Exemplo disso foi o Rota 2030, programa de incentivos à indústria automotiva criado em 2018 que tinha como justificativa ampliar a inserção global da indústria automotiva brasileira através da exportação de veículos e autopeças. A medida tinha custo fiscal projetado de R$ 3,7 bilhões na soma de 2019 e 2020.
Gustavo Ene, secretário do Desenvolvimento, Indústria, Comércio, Serviços e Inovação do Ministério da Economia, diz que o Rota 2030 acabou compensando os custos da indústria e atraiu investimentos no Brasil, principalmente voltados a veículos mais modernos. "É muito mais caro fazer carro no Brasil, o que mostra como o nosso ambiente de negócios é sufocado", afirma.
Apesar disso, ele afirma que subsídios como esse, criado em governos anteriores, deveriam ter sido acompanhados de outras mudanças para melhorar o ambiente de negócios. "Eles foram feitos para compensar o custo Brasil, mas os governos passados não avançaram em reavaliar as causas que levaram a esses incentivos", disse.
Ele diz que o governo atual tem como meta a redução dos custos das empresas, mas diz ser fundamental também a atuação do Congresso para aprovação de medidas como novas leis para os mercados do gás, das ferrovias, da cabotagem e a reforma tributária.
Carlos da Costa, secretário especial de Produtividade, Emprego e Competitividade do Ministério da Economia, afirmou que o atual governo assumiu com uma indústria em frangalhos, apesar de bilhões gastos anteriormente, e que o Executivo tem atuado para reduzir o custo Brasil.
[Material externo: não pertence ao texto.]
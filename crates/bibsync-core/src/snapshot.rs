//! Snapshot of the last synced field values
//!
//! The snapshot is the change-detection baseline: one record per identifier
//! holding the normalized values last confirmed on the remote side. On disk it
//! is a versioned bincode file, replaced atomically.

use std::collections::HashMap;
use std::fs::{self, File};
use std::io::{BufReader, BufWriter, Write};
use std::path::{Path, PathBuf};

use serde::{Deserialize, Serialize};
use tracing::debug;

use crate::bibliography::EntryFields;
use crate::error::SnapshotError;

/// Current on-disk format version
pub const SNAPSHOT_VERSION: u32 = 1;

/// Last synced state of one entry
#[derive(Debug, Clone, PartialEq, Eq, Serialize, Deserialize)]
pub struct SnapshotRecord {
    pub identifier: String,
    pub title: String,
    pub authors: String,
    pub year: String,
    pub entry_type: String,
}

impl SnapshotRecord {
    pub fn new(identifier: impl Into<String>, fields: &EntryFields) -> Self {
        Self {
            identifier: identifier.into(),
            title: fields.title.clone(),
            authors: fields.authors.clone(),
            year: fields.year.clone(),
            entry_type: fields.entry_type.clone(),
        }
    }
}

/// Snapshot records keyed by identifier
#[derive(Debug, Clone, Default, PartialEq, Eq)]
pub struct Snapshot {
    records: HashMap<String, SnapshotRecord>,
}

impl Snapshot {
    pub fn new() -> Self {
        Self::default()
    }

    pub fn get(&self, identifier: &str) -> Option<&SnapshotRecord> {
        self.records.get(identifier)
    }

    pub fn contains(&self, identifier: &str) -> bool {
        self.records.contains_key(identifier)
    }

    /// Insert or replace the record for its identifier
    pub fn insert(&mut self, record: SnapshotRecord) -> Option<SnapshotRecord> {
        self.records.insert(record.identifier.clone(), record)
    }

    pub fn len(&self) -> usize {
        self.records.len()
    }

    pub fn is_empty(&self) -> bool {
        self.records.is_empty()
    }

    /// Records sorted by identifier
    pub fn records(&self) -> Vec<&SnapshotRecord> {
        let mut records: Vec<_> = self.records.values().collect();
        records.sort_by(|a, b| a.identifier.cmp(&b.identifier));
        records
    }
}

impl FromIterator<SnapshotRecord> for Snapshot {
    fn from_iter<I: IntoIterator<Item = SnapshotRecord>>(iter: I) -> Self {
        let mut snapshot = Snapshot::new();
        for record in iter {
            snapshot.insert(record);
        }
        snapshot
    }
}

/// On-disk layout
#[derive(Serialize, Deserialize)]
struct SnapshotFile {
    version: u32,
    records: Vec<SnapshotRecord>,
}

/// Reads and writes the snapshot file
#[derive(Debug, Clone)]
pub struct SnapshotStore {
    path: PathBuf,
}

impl SnapshotStore {
    pub fn new(path: impl Into<PathBuf>) -> Self {
        Self { path: path.into() }
    }

    pub fn path(&self) -> &Path {
        &self.path
    }

    /// Load the snapshot; a missing file is an empty snapshot
    pub fn load(&self) -> Result<Snapshot, SnapshotError> {
        if !self.path.exists() {
            debug!("No snapshot at {}, starting empty", self.path.display());
            return Ok(Snapshot::new());
        }

        let file = File::open(&self.path).map_err(|source| self.io_error(source))?;
        let stored: SnapshotFile = bincode::deserialize_from(BufReader::new(file))?;

        if stored.version != SNAPSHOT_VERSION {
            return Err(SnapshotError::UnsupportedVersion {
                found: stored.version,
                expected: SNAPSHOT_VERSION,
            });
        }

        let mut snapshot = Snapshot::new();
        for record in stored.records {
            let identifier = record.identifier.clone();
            if snapshot.insert(record).is_some() {
                return Err(SnapshotError::DuplicateIdentifier(identifier));
            }
        }

        debug!(
            "Loaded {} snapshot records from {}",
            snapshot.len(),
            self.path.display()
        );
        Ok(snapshot)
    }

    /// Replace the snapshot file with `snapshot`
    ///
    /// Writes a sibling temporary file and renames it over the target, so a
    /// failed write leaves the previous snapshot intact.
    pub fn save(&self, snapshot: &Snapshot) -> Result<(), SnapshotError> {
        let stored = SnapshotFile {
            version: SNAPSHOT_VERSION,
            records: snapshot.records().into_iter().cloned().collect(),
        };

        let tmp_path = self.tmp_path();
        {
            let file = File::create(&tmp_path).map_err(|source| SnapshotError::Io {
                path: tmp_path.clone(),
                source,
            })?;
            let mut writer = BufWriter::new(file);
            bincode::serialize_into(&mut writer, &stored)?;
            writer.flush().map_err(|source| SnapshotError::Io {
                path: tmp_path.clone(),
                source,
            })?;
        }

        fs::rename(&tmp_path, &self.path).map_err(|source| self.io_error(source))?;

        debug!(
            "Wrote {} snapshot records to {}",
            snapshot.len(),
            self.path.display()
        );
        Ok(())
    }

    fn tmp_path(&self) -> PathBuf {
        let mut name = self
            .path
            .file_name()
            .map(|n| n.to_os_string())
            .unwrap_or_default();
        name.push(".tmp");
        self.path.with_file_name(name)
    }

    fn io_error(&self, source: std::io::Error) -> SnapshotError {
        SnapshotError::Io {
            path: self.path.clone(),
            source,
        }
    }
}
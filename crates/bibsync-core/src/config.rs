//! Configuration for a sync run
//!
//! Credentials come from the environment; paths and client tuning have
//! defaults that the command line can override.

use std::path::PathBuf;

use serde::{Deserialize, Serialize};

use crate::error::ConfigError;

/// Environment variable holding the Notion integration token
pub const TOKEN_VAR: &str = "NOTION_TOKEN";

/// Environment variable holding the target database id
pub const DATABASE_VAR: &str = "DATABASE_IDENTIFIER";

pub const DEFAULT_BIB_PATH: &str = "references.bib";
pub const DEFAULT_SNAPSHOT_PATH: &str = "archive.bin";
pub const DEFAULT_API_BASE: &str = "https://api.notion.com/v1";
pub const DEFAULT_NOTION_VERSION: &str = "2022-06-28";

/// Top-level configuration
#[derive(Debug, Clone, Serialize, Deserialize)]
pub struct SyncConfig {
    /// BibTeX file to read
    pub bib_path: PathBuf,
    /// Snapshot of the last synced field values
    pub snapshot_path: PathBuf,
    /// Remote client settings
    pub notion: NotionConfig,
}

impl Default for SyncConfig {
    fn default() -> Self {
        Self {
            bib_path: PathBuf::from(DEFAULT_BIB_PATH),
            snapshot_path: PathBuf::from(DEFAULT_SNAPSHOT_PATH),
            notion: NotionConfig::default(),
        }
    }
}

impl SyncConfig {
    /// Build a configuration from the process environment
    pub fn from_env() -> Result<Self, ConfigError> {
        Self::from_lookup(|key| std::env::var(key).ok())
    }

    /// Build a configuration using `lookup` to resolve variables
    pub fn from_lookup<F>(lookup: F) -> Result<Self, ConfigError>
    where
        F: Fn(&str) -> Option<String>,
    {
        let token = required(&lookup, TOKEN_VAR)?;
        let database_id = required(&lookup, DATABASE_VAR)?;

        Ok(Self {
            notion: NotionConfig {
                token,
                database_id,
                ..NotionConfig::default()
            },
            ..Self::default()
        })
    }
}

fn required<F>(lookup: &F, key: &'static str) -> Result<String, ConfigError>
where
    F: Fn(&str) -> Option<String>,
{
    lookup(key)
        .map(|value| value.trim().to_string())
        .filter(|value| !value.is_empty())
        .ok_or(ConfigError::MissingVar(key))
}

/// Settings for the Notion client
#[derive(Clone, Serialize, Deserialize)]
pub struct NotionConfig {
    /// Bearer token
    #[serde(skip_serializing, default)]
    pub token: String,
    /// Target database
    pub database_id: String,
    /// API root, without trailing slash
    pub api_base: String,
    /// Value of the `Notion-Version` header
    pub notion_version: String,
    /// Per-request timeout in seconds
    pub timeout_secs: u64,
}

impl Default for NotionConfig {
    fn default() -> Self {
        Self {
            token: String::new(),
            database_id: String::new(),
            api_base: DEFAULT_API_BASE.to_string(),
            notion_version: DEFAULT_NOTION_VERSION.to_string(),
            timeout_secs: 30,
        }
    }
}

// Keep the token out of logs.
impl std::fmt::Debug for NotionConfig {
    fn fmt(&self, f: &mut std::fmt::Formatter<'_>) -> std::fmt::Result {
        f.debug_struct("NotionConfig")
            .field("token", &"<redacted>")
            .field("database_id", &self.database_id)
            .field("api_base", &self.api_base)
            .field("notion_version", &self.notion_version)
            .field("timeout_secs", &self.timeout_secs)
            .finish()
    }
}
Segundo ele, no entanto, a pandemia impediu que as ações surtissem efeito a tempo.
"É hora de unirmos forças para avançar ainda mais rápido na redução do custo Brasil e recuperar nossa indústria, que perdeu espaço no PIB em todos os governos anteriores", afirmou Costa em rede social.
Em nota, o Ministério da Economia lamentou a decisão global da Ford de encerrar a produção no Brasil e disse que o movimento destoa da "forte recuperação observada na maioria dos setores da indústria no país, muitos já registrando resultados superiores ao período pré-crise".
"O ministério trabalha intensamente na redução do custo Brasil com iniciativas que já promoveram avanços importantes. Isto reforça a necessidade de rápida implementação das medidas de melhoria do ambiente de negócios e de avançar nas reformas estruturais", afirma a pasta.